Just imagine if the masses figured out that happiness is not an end-state, but a transitional and transient state designed to motor us into action; that a healthy mind is supposed to cycle through emotions depending on what is appropriate for day-to-day survival; what a hard-sell that would be for product pushers and dopamine dealers. Absolutely terrible for business, whether that business model is based upon production or preaching. All of these good vibes merchants would have no choice left but to focus solely on outrage.
Stellar work, Tamara. Your writing sustains.

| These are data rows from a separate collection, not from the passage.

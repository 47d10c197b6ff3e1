//! Fixed marketing copy for the landing page.

pub struct Feature {
    pub title: &'static str,
    pub desc: &'static str,
    pub accent: &'static str,
}

pub struct Crew {
    pub name: &'static str,
    pub region: &'static str,
    pub time: &'static str,
    pub members: u32,
    pub pace: &'static str,
    pub desc: &'static str,
    pub image: &'static str,
}

pub struct Run {
    pub date: &'static str,
    pub time: &'static str,
    pub place: &'static str,
    pub km: u32,
    pub people: u32,
}

pub struct Review {
    pub name: &'static str,
    pub age: u32,
    pub period: &'static str,
    pub text: &'static str,
    pub rating: usize,
}

pub enum StatValue {
    /// Counts up from zero, shown with a trailing `+`.
    CountUp(u32),
    Fixed(&'static str),
}

pub struct Stat {
    pub label: &'static str,
    pub value: StatValue,
}

pub struct JoinStep {
    pub step: u32,
    pub title: &'static str,
    pub desc: &'static str,
}

pub struct FooterColumn {
    pub title: &'static str,
    pub links: &'static [&'static str],
}

#[derive(Clone, Copy, Debug, PartialEq, Eq)]
pub enum NavTarget {
    /// In-page anchor such as `#features`.
    Section(&'static str),
    Signup,
}

pub struct NavLink {
    pub label: &'static str,
    pub target: NavTarget,
}

pub const HERO_IMAGE: &str = "/assets/hero.jpg";
pub const PHONE_HREF: &str = "tel:0212345678";

pub const NAV_LINKS: &[NavLink] = &[
    NavLink { label: "크루소개", target: NavTarget::Section("#features") },
    NavLink { label: "일정", target: NavTarget::Section("#schedule") },
    NavLink { label: "후기", target: NavTarget::Section("#reviews") },
    NavLink { label: "가입하기", target: NavTarget::Signup },
];

pub const FEATURES: &[Feature] = &[
    Feature { title: "레벨별 맞춤 크루", desc: "초보자부터 마라토너까지", accent: "#f97316" },
    Feature { title: "우리 동네에서", desc: "지역 기반 크루 매칭", accent: "#3b82f6" },
    Feature { title: "검증된 멤버", desc: "안전하고 신뢰할 수 있는 구성원", accent: "#10b981" },
    Feature { title: "목표 달성", desc: "개인/그룹 목표 설정 및 달성", accent: "#a855f7" },
    Feature { title: "실시간 소통", desc: "크루 채팅 및 일정 공유", accent: "#ec4899" },
    Feature { title: "러닝 후 모임", desc: "카페, 식사 등 소셜 활동", accent: "#6366f1" },
];

pub const CREWS: &[Crew] = &[
    Crew {
        name: "선셋 러너스",
        region: "서울 · 한강",
        time: "평일 19:30",
        members: 42,
        pace: "5'30\"",
        desc: "퇴근 후 노을과 함께 달리는 도심 러닝 크루",
        image: "/assets/club1.jpg",
    },
    Crew {
        name: "모닝 스프린트",
        region: "분당 · 탄천",
        time: "주말 07:00",
        members: 28,
        pace: "6'00\"",
        desc: "아침 햇살과 함께 상쾌하게 시작하는 주말 러닝",
        image: "/assets/club2.jpg",
    },
    Crew {
        name: "마라톤 준비반",
        region: "부산 · 광안리",
        time: "수/토 20:00",
        members: 36,
        pace: "5'00\"",
        desc: "하프/풀 완주를 목표로 체계적 훈련",
        image: "/assets/club3.jpg",
    },
    Crew {
        name: "소셜 조깅",
        region: "대구 · 수성못",
        time: "토 10:30",
        members: 31,
        pace: "6'30\"",
        desc: "수다 떨며 가볍게 달리는 친목 중심",
        image: "/assets/club4.jpg",
    },
];

pub const SCHEDULE: &[Run] = &[
    Run { date: "월 8/12", time: "19:30", place: "뚝섬 유원지", km: 7, people: 18 },
    Run { date: "수 8/14", time: "20:00", place: "여의나루", km: 10, people: 24 },
    Run { date: "금 8/16", time: "19:30", place: "반포 한강공원", km: 8, people: 21 },
    Run { date: "일 8/18", time: "07:00", place: "탄천 합수부", km: 12, people: 12 },
];

pub const REVIEWS: &[Review] = &[
    Review { name: "민지", age: 27, period: "6개월", text: "혼자선 꾸준히 못했는데 크루 덕분에 10km 완주!", rating: 5 },
    Review { name: "현우", age: 31, period: "3개월", text: "분위기가 밝고 친절해요. 러닝이 즐거워졌어요.", rating: 5 },
    Review { name: "서연", age: 24, period: "1년", text: "마라톤 첫 완주! 함께라서 가능했습니다.", rating: 5 },
];

pub const STATS: &[Stat] = &[
    Stat { label: "총 크루 수", value: StatValue::CountUp(150) },
    Stat { label: "활성 멤버", value: StatValue::CountUp(2000) },
    Stat { label: "완주 기록", value: StatValue::CountUp(500) },
    Stat { label: "평균 만족도", value: StatValue::Fixed("4.8/5") },
];

pub const JOIN_STEPS: &[JoinStep] = &[
    JoinStep { step: 1, title: "회원가입", desc: "간단한 정보 입력" },
    JoinStep { step: 2, title: "크루 선택", desc: "나에게 맞는 크루" },
    JoinStep { step: 3, title: "러닝 시작", desc: "함께 도전하기" },
];

pub const FOOTER_COLUMNS: &[FooterColumn] = &[
    FooterColumn {
        title: "서비스",
        links: &["정기 러닝", "개인 트레이닝", "마라톤 준비", "건강 상담"],
    },
    FooterColumn {
        title: "커뮤니티",
        links: &["이벤트", "갤러리", "후기", "공지사항"],
    },
];

pub const CONTACT_LINES: &[&str] = &[
    "📧 info@runcrew.com",
    "📞 02-1234-5678",
    "📍 서울시 강남구 러닝로 123",
];

#[cfg(test)]
mod tests {
    use super::*;

    #[test]
    fn collections_have_expected_shape() {
        assert_eq!(FEATURES.len(), 6);
        assert_eq!(CREWS.len(), 4);
        assert_eq!(SCHEDULE.len(), 4);
        assert_eq!(REVIEWS.len(), 3);
        assert_eq!(JOIN_STEPS.len(), 3);
    }

    #[test]
    fn ratings_are_out_of_five() {
        assert!(REVIEWS.iter().all(|r| (1..=5).contains(&r.rating)));
    }

    #[test]
    fn nav_ends_with_signup() {
        let (last, sections) = NAV_LINKS.split_last().unwrap();
        assert_eq!(last.target, NavTarget::Signup);
        assert!(sections
            .iter()
            .all(|l| matches!(l.target, NavTarget::Section(anchor) if anchor.starts_with('#'))));
    }

    #[test]
    fn images_are_served_from_assets() {
        let images = std::iter::once(HERO_IMAGE).chain(CREWS.iter().map(|c| c.image));
        for image in images {
            assert!(image.starts_with("/assets/") && image.ends_with(".jpg"), "{}", image);
        }
    }
}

This is stunning, each essay you write feels like a lens being turned slightly, and suddenly the familiar becomes unfamiliar, asking to be re-examined. But this one? This one hits with a kind of quiet force. The framing of happiness as both a commodity and a performance and our complicity in chasing it is so sharply drawn. I love how you thread Enlightenment philosophy through late-stage capitalism and still land us in the intimate terrain of our daily emotions.
What really stood out for me, though, is your push toward wholeness rather than happiness. That word—wholeness—carries so much. It reminds me of how we’ve forgotten the dignity of being unfinished, and I remember a line from a poem you wrote a few years ago and posted it on Instagram : “we are all unfinished poems”.
In our hyper-curated culture, wholeness doesn’t trend because it’s not glossy. It’s awkward, slow, often contradictory. But it’s also where we become real.
What if it’s not just that we’re addicted to happiness, but that we’re terrified of meaninglessness?So we overcompensate with filters, purchases, relentless motion, not just to be happy, but to prove (to ourselves?) that our lives are coherent. That they matter. But coherence isn’t always available. Some of the deepest seasons of my life have been the most disjointed , not Instagrammable, but deeply forming. Think of the long griefs that never quite end, or the stillness after failure when everything feels like ash, and yet, something germinates.
You’re right: joy isn’t always loud. Sometimes it’s an ache you learn to carry, or the slow relief of accepting you can’t amend your way out of being human. Your final question—Am I alive to my life?—lingers like a blessing.
Thank you for naming what so many feel but can’t articulate. And for doing it with such courage and care, Tamara.